If there is an entry in Critical Events,in Reliability History,then under the Summary heading,RIGHT click on the entry and that should give ---view tech details--- and a left click on that gives the log file.
Thanks for the answers, i'll try one thing at the time so i don't do too many things at once.
For the explorer.exe hang, the only info in reliability monitor was that it had stopped communicating with windows.
In cases where i hit the reset button, the only entry is that the shutdown was unexpected.
Ok, so it just happened again. Everything slowly stops responding, apps, windows. Except for ctrl+alt+del, so i could log out and back in which appears to be enough to recover. No reboot needed.
Since the last time i shipped my 5700xt off to RMA, meanwhile i am using a backup nvidia card. Did a DDU, it's been running fine since thursday.
Reliability History says the hang had something to do with the nvidia drivers. But i don't know if the nvidia drivers are hanging because of windows and windows then detects that, i don't know the order of which things are happening. So, i don't know how much i can trust Reliability History. Considering that a driver crash shouldn't make every app stop responding and timeout.

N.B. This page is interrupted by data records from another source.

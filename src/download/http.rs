//! HTTP transport for package transfers.
//!
//! [`HttpConnector`] builds a brand-new reqwest client for every binding, so
//! no connection state survives from one transfer to the next. Each
//! [`HttpTransport`] streams a single GET response body straight to the
//! destination file.

use std::path::Path;
use std::sync::Arc;
use std::time::Duration;

use async_trait::async_trait;
use futures_util::StreamExt;
use reqwest::{Client, Proxy};
use tokio::fs::File;
use tokio::io::{AsyncWriteExt, BufWriter};
use tokio_util::sync::CancellationToken;
use tracing::{debug, info, instrument};

use super::error::{SessionError, TransferError};
use super::events::ProgressSink;
use super::transport::{Connector, TransferRequest, Transport};
use crate::config::SessionConfig;
use crate::user_agent;

/// Connector producing reqwest-backed transports.
#[derive(Debug, Clone, Default)]
pub struct HttpConnector {
    config: SessionConfig,
}

impl HttpConnector {
    /// Creates a connector using the given timeouts, user agent and proxy.
    #[must_use]
    pub fn new(config: SessionConfig) -> Self {
        Self { config }
    }
}

impl Connector for HttpConnector {
    fn connect(&self) -> Result<Arc<dyn Transport>, SessionError> {
        let client = build_client(&self.config, ClientTimeouts::transfer(&self.config))?;
        Ok(Arc::new(HttpTransport { client }))
    }
}

/// Streams one GET response to disk.
#[derive(Debug, Clone)]
pub struct HttpTransport {
    client: Client,
}

#[async_trait]
impl Transport for HttpTransport {
    #[instrument(skip(self, progress, cancel), fields(url = %request.source))]
    async fn fetch(
        &self,
        request: TransferRequest,
        mut progress: ProgressSink,
        cancel: CancellationToken,
    ) -> Result<u64, TransferError> {
        debug!(destination = %request.destination.display(), "starting transfer");

        let mut created_file = false;
        let result = tokio::select! {
            biased;
            () = cancel.cancelled() => Err(TransferError::Canceled),
            result = stream_to_destination(&self.client, &request, &mut progress, &mut created_file) => result,
        };

        if let Err(error) = &result
            && created_file
        {
            debug!(
                path = %request.destination.display(),
                error = %error,
                "removing partial file after unsuccessful transfer"
            );
            let _ = tokio::fs::remove_file(&request.destination).await;
        }

        result
    }
}

/// Streams the response body for `request` into its destination.
///
/// Sets `created_file` once the destination has been created, so the caller
/// only cleans up files this transfer wrote.
async fn stream_to_destination(
    client: &Client,
    request: &TransferRequest,
    progress: &mut ProgressSink,
    created_file: &mut bool,
) -> Result<u64, TransferError> {
    let url = request.source.as_str();
    let path = request.destination.as_path();

    let response = client
        .get(request.source.clone())
        .send()
        .await
        .map_err(|e| TransferError::network(url, e))?;

    let status = response.status();
    if !status.is_success() {
        return Err(TransferError::http_status(url, status.as_u16()));
    }

    let total_bytes = response.content_length();
    debug!(total_bytes = ?total_bytes, "response headers received");

    let file = File::create(path)
        .await
        .map_err(|e| TransferError::io(path, e))?;
    *created_file = true;

    let mut writer = BufWriter::new(file);
    let mut stream = response.bytes_stream();
    let mut bytes_written: u64 = 0;

    while let Some(chunk_result) = stream.next().await {
        let chunk =
            chunk_result.map_err(|e| body_error(url, path, e, total_bytes, bytes_written))?;

        writer
            .write_all(&chunk)
            .await
            .map_err(|e| TransferError::io(path, e))?;

        bytes_written += chunk.len() as u64;
        progress.report(bytes_written, total_bytes);
    }

    writer
        .flush()
        .await
        .map_err(|e| TransferError::io(path, e))?;
    writer
        .into_inner()
        .sync_all()
        .await
        .map_err(|e| TransferError::io(path, e))?;

    if let Some(expected) = total_bytes
        && expected != bytes_written
    {
        return Err(TransferError::integrity(path, expected, bytes_written));
    }

    info!(path = %path.display(), bytes = bytes_written, "transfer complete");
    Ok(bytes_written)
}

/// Maps a failed body read. A connection that ends before the advertised
/// length is an integrity failure; stalls stay timeouts.
fn body_error(
    url: &str,
    path: &Path,
    source: reqwest::Error,
    total_bytes: Option<u64>,
    bytes_written: u64,
) -> TransferError {
    match total_bytes {
        Some(expected)
            if bytes_written < expected
                && !source.is_timeout()
                && (source.is_body() || source.is_decode()) =>
        {
            debug!(error = %source, "body ended before advertised length");
            TransferError::integrity(path, expected, bytes_written)
        }
        _ => TransferError::network(url, source),
    }
}

/// Which timeouts a client enforces.
#[derive(Debug, Clone, Copy)]
pub(crate) enum ClientTimeouts {
    /// Idle timeout between body reads; transfers may run arbitrarily long.
    Transfer(Duration),
    /// Hard bound on the whole request.
    Total(Duration),
}

impl ClientTimeouts {
    fn transfer(config: &SessionConfig) -> Self {
        Self::Transfer(config.read_timeout())
    }
}

pub(crate) fn build_client(
    config: &SessionConfig,
    timeouts: ClientTimeouts,
) -> Result<Client, SessionError> {
    let user_agent = config
        .user_agent
        .clone()
        .unwrap_or_else(user_agent::default_user_agent);

    let mut builder = Client::builder()
        .connect_timeout(config.connect_timeout())
        .user_agent(user_agent);
    builder = match timeouts {
        ClientTimeouts::Transfer(idle) => builder.read_timeout(idle),
        ClientTimeouts::Total(total) => builder.timeout(total),
    };
    if let Some(proxy) = &config.proxy {
        let proxy = Proxy::all(proxy).map_err(|source| SessionError::ClientBuild { source })?;
        builder = builder.proxy(proxy);
    }

    builder
        .build()
        .map_err(|source| SessionError::ClientBuild { source })
}
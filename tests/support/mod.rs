//! Shared helpers for integration tests.

pub mod raw_http;
pub mod socket_guard;
//! Download descriptors: what to fetch, where to put it, and who asked.

use std::fmt;
use std::path::{Path, PathBuf};

use serde::{Deserialize, Serialize};
use url::Url;

/// Opaque caller-supplied value echoed back in every notification.
///
/// Lets callers tell logical requests apart even though a session only runs
/// one physical transfer at a time.
#[derive(Debug, Clone, Default, PartialEq, Eq, Hash, Serialize, Deserialize)]
#[serde(transparent)]
pub struct CorrelationToken(String);

impl CorrelationToken {
    /// Creates a token from any string-like value.
    pub fn new(value: impl Into<String>) -> Self {
        Self(value.into())
    }

    /// Returns the token as a string slice.
    #[must_use]
    pub fn as_str(&self) -> &str {
        &self.0
    }
}

impl fmt::Display for CorrelationToken {
    fn fmt(&self, f: &mut fmt::Formatter<'_>) -> fmt::Result {
        f.write_str(&self.0)
    }
}

impl From<&str> for CorrelationToken {
    fn from(value: &str) -> Self {
        Self::new(value)
    }
}

impl From<String> for CorrelationToken {
    fn from(value: String) -> Self {
        Self(value)
    }
}

impl From<u64> for CorrelationToken {
    fn from(value: u64) -> Self {
        Self(value.to_string())
    }
}

/// Immutable description of a single transfer.
#[derive(Debug, Clone, PartialEq, Eq, Serialize, Deserialize)]
pub struct DownloadDescriptor {
    source: Url,
    destination: PathBuf,
    correlation_token: CorrelationToken,
}

impl DownloadDescriptor {
    /// Creates a descriptor for fetching `source` into `destination`.
    pub fn new(
        source: Url,
        destination: impl Into<PathBuf>,
        correlation_token: impl Into<CorrelationToken>,
    ) -> Self {
        Self {
            source,
            destination: destination.into(),
            correlation_token: correlation_token.into(),
        }
    }

    /// Absolute location of the package.
    #[must_use]
    pub fn source(&self) -> &Url {
        &self.source
    }

    /// Local path the bytes are written to.
    #[must_use]
    pub fn destination(&self) -> &Path {
        &self.destination
    }

    /// Token echoed back in every notification for this transfer.
    #[must_use]
    pub fn correlation_token(&self) -> &CorrelationToken {
        &self.correlation_token
    }
}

@nirsoft BlueScreenView should help you see the precise sequence of events that lead to the problem, if the Nvidia driver is throwing an appcrash of some kind. You just have to find the dump file (.dmp) file. Using Voidtools Everything, for example, I can see a file named C:\Windows\System32\config\systemprofile\AppData\Local\CrashDumps\NVDisplay.Container.exe.10476.dmp (used full path spec to also show you where it lives).